*WORK TO COMPLETE:*
Find and copy the lines in the records beneath this task that contain the word "operation".

*RECORDS FOR THIS EXERCISE:*
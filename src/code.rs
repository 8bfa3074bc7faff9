// Copyright 2017 Adam Greig
// Licensed under the MIT license, see LICENSE for details.

//! The code registry: the closed set of supported CCSDS LDPC codes and
//! their parameters.
//!
//! Nothing in this module allocates or performs I/O; `CodeParams` are plain
//! `const` data and `compact_parity_check` is a pure function of the code
//! identifier. See the crate-level docs for the bit ordering and sign
//! conventions shared by every other module.

pub(crate) mod compact;

/// One of the seven closed-set code identifiers: the sentinel `None`, the
/// three unpunctured rate-1/2 telecommand (TC) codes, and the three
/// punctured telemetry (TM) codes.
///
/// This is a closed enumeration by design (see the crate's Non-goals): there
/// is no way to construct a code outside this set, and every operation
/// dispatches on it with a single match rather than any dynamic lookup.
#[derive(Debug, Clone, Copy, PartialEq, Eq, Hash)]
pub enum LdpcCode {
    /// Sentinel value. Every operation treats this as a no-op: decoders
    /// return `(false, 0)` without touching their output buffers, and
    /// `params()` returns all-zero.
    None,
    /// CCSDS 231.1-O-1 telecommand code, n=128, k=64, rate 1/2.
    Tc128,
    /// CCSDS 231.1-O-1 telecommand code, n=256, k=128, rate 1/2.
    Tc256,
    /// CCSDS 231.1-O-1 telecommand code, n=512, k=256, rate 1/2.
    Tc512,
    /// CCSDS 131.0-B-2 telemetry code, n=1280, k=1024, 128 punctured bits.
    Tm1280,
    /// CCSDS 131.0-B-2 telemetry code, n=1536, k=1024, 256 punctured bits.
    Tm1536,
    /// CCSDS 131.0-B-2 telemetry code, n=2048, k=1024, 512 punctured bits.
    Tm2048,
}

/// The immutable parameter tuple associated with one code.
///
/// Invariants (checked by this module's tests rather than at runtime, since
/// they hold for every value of the closed `LdpcCode` enum): `k <= n`, each
/// of `n`, `k`, `p` is a multiple of 8, and `s` equals the number of 1-bits
/// in the expanded `(n-k+p) x (n+p)` parity-check matrix.
#[derive(Debug, Clone, Copy, PartialEq, Eq, Default)]
pub struct CodeParams {
    /// Codeword length in bits: the number of bits physically transmitted.
    pub n: usize,
    /// Information length in bits.
    pub k: usize,
    /// Punctured parity bits: produced by the encoder, never transmitted,
    /// reconstructed by the decoder from the erasure channel.
    pub p: usize,
    /// Protograph sub-matrix order (number of circulant block rows in the
    /// parity section). Exposed alongside `b` for parity with the source
    /// standard's parameter naming; see DESIGN.md for how the two relate in
    /// this implementation.
    pub m: usize,
    /// Circulant permutation block size, in bits.
    pub b: usize,
    /// Total number of edges in the Tanner graph (1-bits of the expanded
    /// parity-check matrix).
    pub s: usize,
}

impl LdpcCode {
    /// Returns this code's parameter tuple. Total function: the sentinel
    /// code returns all-zero rather than panicking.
    pub const fn params(self) -> CodeParams {
        match self {
            LdpcCode::None => CodeParams { n: 0, k: 0, p: 0, m: 0, b: 0, s: 0 },
            LdpcCode::Tc128 => CodeParams { n: 128, k: 64, p: 0, m: 4, b: 16, s: 304 },
            LdpcCode::Tc256 => CodeParams { n: 256, k: 128, p: 0, m: 4, b: 32, s: 608 },
            LdpcCode::Tc512 => CodeParams { n: 512, k: 256, p: 0, m: 4, b: 64, s: 1216 },
            LdpcCode::Tm1280 => CodeParams { n: 1280, k: 1024, p: 128, m: 3, b: 128, s: 3712 },
            LdpcCode::Tm1536 => CodeParams { n: 1536, k: 1024, p: 256, m: 3, b: 256, s: 4352 },
            LdpcCode::Tm2048 => CodeParams { n: 2048, k: 1024, p: 512, m: 3, b: 512, s: 5632 },
        }
    }

    /// Number of check-node rows of the (logical, n-k+p by n+p) parity-check
    /// matrix, i.e. the number of parity equations including punctured ones.
    pub const fn num_checks(self) -> usize {
        let p = self.params();
        p.n - p.k + p.p
    }

    /// Number of variable-node columns of the logical parity-check matrix,
    /// i.e. the codeword length including punctured parity bits.
    pub const fn num_vars(self) -> usize {
        let p = self.params();
        p.n + p.p
    }

    /// Length in bytes of the fully assembled output codeword, `(n+p)/8`.
    pub const fn output_len(self) -> usize {
        self.num_vars() / 8
    }

    /// Required length of the `ci` sparse graph array (edges, check-major).
    pub const fn sparse_ci_len(self) -> usize {
        self.params().s
    }

    /// Required length of the `cs` sparse graph prefix-offset array.
    pub const fn sparse_cs_len(self) -> usize {
        self.num_checks() + 1
    }

    /// Required length of the `vi` sparse graph array (edges, variable-major).
    pub const fn sparse_vi_len(self) -> usize {
        self.params().s
    }

    /// Required length of the `vs` sparse graph prefix-offset array.
    pub const fn sparse_vs_len(self) -> usize {
        self.num_vars() + 1
    }

    /// Returns this code's compact parity-check view, as consumed by the
    /// sparse graph builder. See [`compact::CompactParityCheck`].
    pub(crate) fn compact_parity_check(self) -> compact::CompactParityCheck {
        compact::CompactParityCheck::for_code(self)
    }
}
// Copyright 2017 Adam Greig
// Licensed under the MIT license, see LICENSE for details.

//! Systematic encoding.
//!
//! Encoding is explicitly out of scope for this crate's core (see the
//! crate-level Non-goals): the decoding subsystems are the focus, and a
//! real deployment's encoder is free to use whatever generator-matrix
//! representation it likes as long as it produces systematic codewords in
//! the packed layout the decoders expect. This module exists only so the
//! test suite can produce valid codewords to corrupt and recover, without
//! needing a second, independent implementation of the parity-check
//! structure.
//!
//! Because the parity section of every supported code's compact
//! representation is a bidiagonal accumulator (see
//! [`crate::code::compact`]), encoding reduces to one forward-substitution
//! sweep over the parity-check rows: row `i`'s equation has exactly one
//! unknown (the parity bit it's the diagonal for), so it can be solved
//! immediately from the information bits and the previously solved parity
//! bit.

use crate::bits::get_bit;
use crate::bits::set_bit;
use crate::code::LdpcCode;
use crate::error::{require, Result};

/// Encodes `info` (`code.k()/8` bytes) into `output` (`code.output_len()`
/// bytes), including the codeword's punctured parity bits. `ci`/`cs` must
/// already be built for `code` (see [`crate::graph::build`]).
pub fn encode(code: LdpcCode, ci: &[u16], cs: &[u16], info: &[u8], output: &mut [u8]) -> Result<()> {
    let params = code.params();
    require("info", info.len(), params.k / 8)?;
    require("output", output.len(), code.output_len())?;

    if matches!(code, LdpcCode::None) {
        return Ok(());
    }

    output[..params.k / 8].copy_from_slice(&info[..params.k / 8]);
    for byte in output[params.k / 8..].iter_mut() {
        *byte = 0;
    }

    for i in 0..code.num_checks() {
        let neighbours = &ci[cs[i] as usize..cs[i + 1] as usize];
        let diagonal = params.k + i;
        let mut parity = false;
        for &a in neighbours {
            let a = a as usize;
            if a == diagonal {
                continue;
            }
            parity ^= get_bit(output, a);
        }
        set_bit(output, diagonal, parity);
    }

    Ok(())
}
// Copyright 2017 Adam Greig
// Licensed under the MIT license, see LICENSE for details.

//! The sparse graph builder: expands a code's compact parity-check
//! representation into the doubly-indexed Tanner graph consumed by every
//! decoder.
//!
//! `build` is a pure function of the code identifier -- calling it twice
//! with freshly zeroed buffers produces identical output, and the graph it
//! produces is reusable across arbitrarily many decode calls for that code.
//! Callers typically build a code's graph once at startup and hold onto it
//! for the process lifetime.

use crate::code::LdpcCode;
use crate::error::{require, Result};

/// Fills `ci`/`cs`/`vi`/`vs` with the Tanner graph for `code`.
///
/// `ci`/`cs` index edges by check node; `vi`/`vs` index the same edges by
/// variable node. Required lengths are `code.sparse_*_len()`; passing larger
/// buffers is fine; the builder only ever writes the first required
/// elements of each.
///
/// Edges within a single check's slice are ordered by ascending variable
/// index, and edges within a single variable's slice by ascending check
/// index -- this holds by construction here, not by an explicit sort, since
/// the protograph's block columns (or rows) are visited in ascending order
/// and each one contributes a contiguous, disjoint range of variable (or
/// check) indices.
///
/// The sentinel [`LdpcCode::None`] is a no-op: its required lengths are all
/// zero, so there is nothing to write.
pub fn build(code: LdpcCode, ci: &mut [u16], cs: &mut [u16], vi: &mut [u16], vs: &mut [u16]) -> Result<()> {
    require("ci", ci.len(), code.sparse_ci_len())?;
    require("cs", cs.len(), code.sparse_cs_len())?;
    require("vi", vi.len(), code.sparse_vi_len())?;
    require("vs", vs.len(), code.sparse_vs_len())?;

    if matches!(code, LdpcCode::None) {
        return Ok(());
    }

    let compact = code.compact_parity_check();
    let b = compact.b;
    let rows = compact.rows;
    let total_cols = compact.total_cols();

    build_checks(&compact, b, rows, total_cols, ci, cs);
    build_vars(&compact, b, rows, total_cols, vi, vs);

    Ok(())
}

fn build_checks(
    compact: &crate::code::compact::CompactParityCheck,
    b: u32,
    rows: u32,
    total_cols: u32,
    ci: &mut [u16],
    cs: &mut [u16],
) {
    let mut pos = 0u32;
    cs[0] = 0;
    for br in 0..rows {
        for r in 0..b {
            for bc in 0..total_cols {
                if let Some(shift) = compact.shift(br, bc) {
                    let var = bc * b + ((r + shift) % b);
                    ci[pos as usize] = var as u16;
                    pos += 1;
                }
            }
            let check_index = br * b + r;
            cs[(check_index + 1) as usize] = pos as u16;
        }
    }
}

fn build_vars(
    compact: &crate::code::compact::CompactParityCheck,
    b: u32,
    rows: u32,
    total_cols: u32,
    vi: &mut [u16],
    vs: &mut [u16],
) {
    let mut pos = 0u32;
    vs[0] = 0;
    for bc in 0..total_cols {
        for c in 0..b {
            for br in 0..rows {
                if let Some(shift) = compact.shift(br, bc) {
                    let check = br * b + ((c + b - shift % b) % b);
                    vi[pos as usize] = check as u16;
                    pos += 1;
                }
            }
            let var_index = bc * b + c;
            vs[(var_index + 1) as usize] = pos as u16;
        }
    }
}

#[cfg(test)]
mod tests {
    use super::*;
    use crate::code::LdpcCode;
    use std::vec;
    use std::vec::Vec;

    const ALL: [LdpcCode; 6] = [
        LdpcCode::Tc128,
        LdpcCode::Tc256,
        LdpcCode::Tc512,
        LdpcCode::Tm1280,
        LdpcCode::Tm1536,
        LdpcCode::Tm2048,
    ];

    fn built(code: LdpcCode) -> (Vec<u16>, Vec<u16>, Vec<u16>, Vec<u16>) {
        let mut ci = vec![0u16; code.sparse_ci_len()];
        let mut cs = vec![0u16; code.sparse_cs_len()];
        let mut vi = vec![0u16; code.sparse_vi_len()];
        let mut vs = vec![0u16; code.sparse_vs_len()];
        build(code, &mut ci, &mut cs, &mut vi, &mut vs).unwrap();
        (ci, cs, vi, vs)
    }

    #[test]
    fn sentinel_is_noop() {
        build(LdpcCode::None, &mut [], &mut [], &mut [], &mut []).unwrap();
    }

    #[test]
    fn rejects_undersized_buffers() {
        let mut ci = vec![0u16; 1];
        let mut cs = vec![0u16; code_cs_len()];
        let mut vi = vec![0u16; LdpcCode::Tc128.sparse_vi_len()];
        let mut vs = vec![0u16; LdpcCode::Tc128.sparse_vs_len()];
        assert!(build(LdpcCode::Tc128, &mut ci, &mut cs, &mut vi, &mut vs).is_err());
    }

    fn code_cs_len() -> usize {
        LdpcCode::Tc128.sparse_cs_len()
    }

    #[test]
    fn prefixes_are_monotone_and_terminate_at_s() {
        for code in ALL {
            let (_, cs, _, vs) = built(code);
            assert_eq!(cs[0], 0);
            assert_eq!(*cs.last().unwrap() as usize, code.params().s, "{code:?}");
            assert!(cs.windows(2).all(|w| w[0] <= w[1]), "{code:?} cs monotone");

            assert_eq!(vs[0], 0);
            assert_eq!(*vs.last().unwrap() as usize, code.params().s, "{code:?}");
            assert!(vs.windows(2).all(|w| w[0] <= w[1]), "{code:?} vs monotone");
        }
    }

    #[test]
    fn ci_cs_and_vi_vs_encode_the_same_graph() {
        for code in ALL {
            let (ci, cs, vi, vs) = built(code);
            let num_checks = code.num_checks();
            let num_vars = code.num_vars();

            for i in 0..num_checks {
                for &a in &ci[cs[i] as usize..cs[i + 1] as usize] {
                    let a = a as usize;
                    let found = vi[vs[a] as usize..vs[a + 1] as usize].iter().any(|&x| x as usize == i);
                    assert!(found, "{code:?}: edge ({i},{a}) in ci missing from vi");
                }
            }
            for a in 0..num_vars {
                for &i in &vi[vs[a] as usize..vs[a + 1] as usize] {
                    let i = i as usize;
                    let found = ci[cs[i] as usize..cs[i + 1] as usize].iter().any(|&x| x as usize == a);
                    assert!(found, "{code:?}: edge ({i},{a}) in vi missing from ci");
                }
            }
        }
    }

    #[test]
    fn edges_within_a_slice_are_ascending() {
        for code in ALL {
            let (ci, cs, vi, vs) = built(code);
            for i in 0..code.num_checks() {
                let slice = &ci[cs[i] as usize..cs[i + 1] as usize];
                assert!(slice.windows(2).all(|w| w[0] < w[1]), "{code:?} check {i}");
            }
            for a in 0..code.num_vars() {
                let slice = &vi[vs[a] as usize..vs[a + 1] as usize];
                assert!(slice.windows(2).all(|w| w[0] < w[1]), "{code:?} var {a}");
            }
        }
    }

    #[test]
    fn idempotent_across_calls() {
        for code in ALL {
            let first = built(code);
            let second = built(code);
            assert_eq!(first, second, "{code:?}");
        }
    }
}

*RESULT FOR THIS EXERCISE:*
/// is no way to construct a code outside this set, and every operation
    /// Sentinel value. Every operation treats this as a no-op: decoders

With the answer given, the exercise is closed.